Contraindications of thrombolysis include recent or suspected cerebrovascular accident, intracranial trauma or surgery within the past 2 months, active intracranial disease, major internal bleeding within the past 6 months, uncontrolled hypertension, bleeding diathesis/coagulopathy, recent major surgery within 10 days, recent trauma, infective endocarditis/pericarditis, pregnancy, aortic aneurysm or hemorrhagic retinopathy.
The patient (CT above) was admitted to the intensive care unit and started on LMWH and warfarin. Given the subacute nature of his symptoms and his apparent stability, thrombolytics were not initially administered.
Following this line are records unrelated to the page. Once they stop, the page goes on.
//! Record normalization
//!
//! Converts either input shape into [`CanonicalRecord`]s:
//!
//! - **Tabular**: a JSON array of flat row objects
//! - **Bundle**: a JSON object with `"resourceType": "Bundle"` and an `entry`
//!   array of Patient / Observation / Consent resources linked by reference

mod bundle;
mod tabular;

use crate::domain::{CanonicalRecord, PipelineError};
use serde_json::Value;

/// Normalizes a batch of raw input
///
/// # Errors
///
/// Returns [`PipelineError::Normalization`] for scalars, objects that are not
/// a bundle, bundles without an `entry` array, untyped bundle entries, rows
/// that are not objects, and records without a patient key.
///
/// # Examples
///
/// ```
/// use deident::core::normalize::normalize;
/// use serde_json::json;
///
/// let rows = json!([
///     {"Patient ID": "P-1", "Gender": "F", "Result": 95},
///     {"Patient ID": "P-1", "Gender": "F", "Result": 96},
/// ]);
/// let records = normalize(&rows).unwrap();
/// assert_eq!(records.len(), 2);
/// assert_eq!(records[0].clinical["Result"], "95");
///
/// assert!(normalize(&json!({"resourceType": "Patient"})).is_err());
/// ```
pub fn normalize(input: &Value) -> Result<Vec<CanonicalRecord>, PipelineError> {
    let records = match input {
        Value::Array(rows) => tabular::normalize_rows(rows)?,
        Value::Object(object) => match object.get("resourceType").and_then(Value::as_str) {
            Some("Bundle") => {
                let entries = object
                    .get("entry")
                    .and_then(Value::as_array)
                    .ok_or_else(|| {
                        PipelineError::normalization(None, "Bundle has no 'entry' array")
                    })?;
                bundle::normalize_bundle(entries)?
            }
            Some(other) => {
                return Err(PipelineError::normalization(
                    None,
                    format!("Unsupported input type '{other}', expected a Bundle or an array of rows"),
                ))
            }
            None => {
                return Err(PipelineError::normalization(
                    None,
                    "Object input has no 'resourceType' tag",
                ))
            }
        },
        _ => {
            return Err(PipelineError::normalization(
                None,
                "Input must be an array of rows or a Bundle object",
            ))
        }
    };

    tracing::debug!(records = records.len(), "Normalized input");
    Ok(records)
}

/// Renders a scalar cell as a string; blanks and nulls become `None`
pub(crate) fn scalar_text(value: &Value) -> Option<String> {
    match value {
        Value::String(s) => {
            let trimmed = s.trim();
            (!trimmed.is_empty()).then(|| trimmed.to_string())
        }
        Value::Number(n) => Some(n.to_string()),
        Value::Bool(b) => Some(b.to_string()),
        _ => None,
    }
}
The patient's oxygen saturation and symptoms continued to improve during his hospitalization and further laboratory studies, including antinuclear antibody (ANA) , protein C and S, prothrombin mutation, factor V Leiden, lupus anticoagulant, and phosphatidyl antibody, were initiated. He was discharged once his INR was therapeutic at a range of 2-3 and followed up in an anticoagulation clinic to maintain a therapeutic INR. All coagulation panel labs were negative, and he has not had a recurrence of the pulmonary embolism. A CT scan of his chest, abdomen, and pelvis done 1 month after initiation of therapy revealed an approximate 95% decrease in the size of the emboli seen in the left pulmonary artery and an almost 80% decrease in the pulmonary emboli seen in the right pulmonary artery. The embolic source was never identified.